L’histoire est pourtant peu banale, mais simple à la fois. Elle témoigne de l’investissement sans faille d’une bénévole et salariée auprès des jeunes des quartiers populaires de Thiers depuis 18 ans, de la volonté de faire bouger les lignes sans discours militant, de favoriser la mixité sociale.
Faire cohabiter les différentes culturesIl y a près de 20 ans, avec l’entraide comme moteur, Sao Cheio franchi les portes d'une association de quartier pour animer un premier atelier d’enfants. Une plongée dans l’inconnu pour cette femme élégante, de confession catholique, qui trouve vite sa place comme un poisson dans l’eau. "Je m’adapte toujours facilement, je me sens d’égal à égal avec les personnes et je crois que j’aime vraiment les enfants", explique la mère de famille.

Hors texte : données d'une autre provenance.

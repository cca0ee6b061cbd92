// Tue Jan 13 2026 - Alex

use serde::Serialize;
use thiserror::Error;

/// Failures at the boundary of the engine: bad input documents, bad ABI tables.
#[derive(Error, Debug)]
pub enum LayoutError {
    #[error("Invalid alignment: {0}")]
    InvalidAlignment(u64),
    #[error("Invalid size: {size} is not a multiple of alignment {align}")]
    InvalidSize { size: u64, align: u64 },
    #[error("Unknown ABI: {0}")]
    UnknownAbi(String),
    #[error("Struct declaration without a name")]
    MissingName,
    #[error("Member {index} of {parent} has no type")]
    MissingType { parent: String, index: usize },
    #[error("Duplicate member {member} in {parent}")]
    DuplicateMember { parent: String, member: String },
    #[error("Duplicate struct declaration: {0}")]
    DuplicateStruct(String),
    #[error("IO error: {0}")]
    Io(#[from] std::io::Error),
    #[error("JSON error: {0}")]
    Json(#[from] serde_json::Error),
    #[error("Validation failed: {0}")]
    ValidationFailed(String),
}

/// Conditions the engine recovers from. Recorded, never raised.
#[derive(Error, Debug, Clone, PartialEq, Eq, Serialize)]
#[serde(tag = "kind", rename_all = "snake_case")]
pub enum LayoutIssue {
    #[error("{path}: unresolvable type `{type_name}`, using default layout")]
    UnresolvableType { path: String, type_name: String },
    #[error("{path}: cyclic type `{type_name}`, using pointer layout")]
    CyclicType { path: String, type_name: String },
    #[error("{path}: composite without members")]
    DegenerateComposite { path: String },
}

impl LayoutIssue {
    pub fn path(&self) -> &str {
        match self {
            Self::UnresolvableType { path, .. }
            | Self::CyclicType { path, .. }
            | Self::DegenerateComposite { path } => path,
        }
    }
}
// Wed Jan 14 2026 - Alex

use crate::output::{BatchReport, StructReport};
use crate::structure::{
    AbiTable, FieldNode, FieldOptimizer, LayoutCalculator, LayoutIssue, PassContext, StructureValidator,
    TypeRegistry, TypeResolver,
};
use crate::utils::logging::ScopedTimer;

/// Upper bound on reorder and resize rounds for one batch.
const MAX_REORDER_ROUNDS: usize = 8;

/// Sizes a batch of declarations, reorders every struct, sizes it again.
pub struct LayoutEngine {
    abi: AbiTable,
    optimizer: FieldOptimizer,
}

impl LayoutEngine {
    pub fn new(abi: AbiTable) -> Self {
        Self {
            abi,
            optimizer: FieldOptimizer::new(),
        }
    }

    pub fn abi(&self) -> &AbiTable {
        &self.abi
    }

    /// Runs one sizing pass over the forest with a fresh cache and registry.
    pub fn size_forest(&self, forest: &mut [FieldNode]) -> PassContext {
        let registry = TypeRegistry::from_forest(forest);
        let resolver = TypeResolver::new(&self.abi, &registry);
        let mut ctx = PassContext::new();
        LayoutCalculator::new(&resolver).layout_forest(forest, &mut ctx);
        log::debug!(
            "Sized {} declarations ({} cache entries, {} hits)",
            forest.len(),
            ctx.cache().len(),
            ctx.cache().hits()
        );
        ctx
    }

    /// Reorders every composite node, deepest first. Returns how many changed order.
    pub fn optimize_forest(&self, forest: &mut [FieldNode]) -> usize {
        let mut routes = Vec::new();
        for (index, root) in forest.iter().enumerate() {
            collect_composites(root, vec![index], &mut routes);
        }
        routes.sort_by(|a, b| b.depth.cmp(&a.depth).then_with(|| a.path.cmp(&b.path)));

        let mut changed = 0;
        for route in &routes {
            if let Some(node) = node_at_mut(forest, &route.indices) {
                if self.optimizer.optimize_node(node) {
                    changed += 1;
                }
            }
        }
        log::debug!("Reordered {} of {} composites", changed, routes.len());
        changed
    }

    pub fn process(&self, name: &str, mut forest: Vec<FieldNode>) -> BatchReport {
        let _timer = ScopedTimer::new(name);
        let validator = StructureValidator::new();
        if let Err(e) = validator.validate_paths(&forest) {
            log::warn!("{}: {}", name, e);
        }

        let before_ctx = self.size_forest(&mut forest);
        let before = forest.clone();

        // Named members only see a reordered declaration after a sizing pass,
        // so reorder and resize until no order changes.
        let mut issues: Vec<LayoutIssue> = before_ctx.into_issues();
        for round in 1..=MAX_REORDER_ROUNDS {
            let changed = self.optimize_forest(&mut forest);
            let after_ctx = self.size_forest(&mut forest);
            for issue in after_ctx.into_issues() {
                if !issues.contains(&issue) {
                    issues.push(issue);
                }
            }
            if changed == 0 {
                break;
            }
            if round == MAX_REORDER_ROUNDS {
                log::debug!("{}: still reordering after {} rounds", name, round);
            }
        }
        for issue in &issues {
            log::debug!("{}", issue);
        }

        let structs: Vec<StructReport> = before
            .into_iter()
            .zip(forest)
            .map(|(before, after)| {
                if let Err(e) = validator.validate(&after) {
                    log::error!("{}", e);
                }
                let report = StructReport::new(before, after);
                if report.needs_fix() {
                    log::debug!(
                        "{}: {} -> {} bytes",
                        report.name(),
                        report.before_size(),
                        report.after_size()
                    );
                }
                report
            })
            .collect();

        BatchReport::new(name.to_string(), self.abi.name.clone(), structs, issues)
    }
}

impl Default for LayoutEngine {
    fn default() -> Self {
        Self::new(AbiTable::default())
    }
}

struct Route {
    depth: usize,
    path: String,
    indices: Vec<usize>,
}

fn collect_composites(node: &FieldNode, indices: Vec<usize>, routes: &mut Vec<Route>) {
    if !node.is_composite() {
        return;
    }
    for (index, child) in node.children().iter().enumerate() {
        let mut child_indices = indices.clone();
        child_indices.push(index);
        collect_composites(child, child_indices, routes);
    }
    routes.push(Route {
        depth: node.depth(),
        path: node.path().to_string(),
        indices,
    });
}

fn node_at_mut<'a>(forest: &'a mut [FieldNode], indices: &[usize]) -> Option<&'a mut FieldNode> {
    let (first, rest) = indices.split_first()?;
    let mut node = forest.get_mut(*first)?;
    for index in rest {
        node = node.children.get_mut(*index)?;
    }
    Some(node)
}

Passionnée par les arts décoratifs, elle propose lors de ses ateliers le mercredi après-midi dans les quartiers des Molles-Cizolles et Béranger (une fois sur deux), de réaliser des créations imaginées dans son petit atelier, chez elle. Des rendez-vous hebdomadaires de 3 heures qui débordent le plus souvent, « je prends mon après-midi pour eux », et qui a vu passer plusieurs générations de jeunes de ces quartiers. "Beaucoup d’entre eux, lorsqu’ils ont grandi, me reconnaissent, certains reviennent aux ateliers, ils aiment l’ambiance."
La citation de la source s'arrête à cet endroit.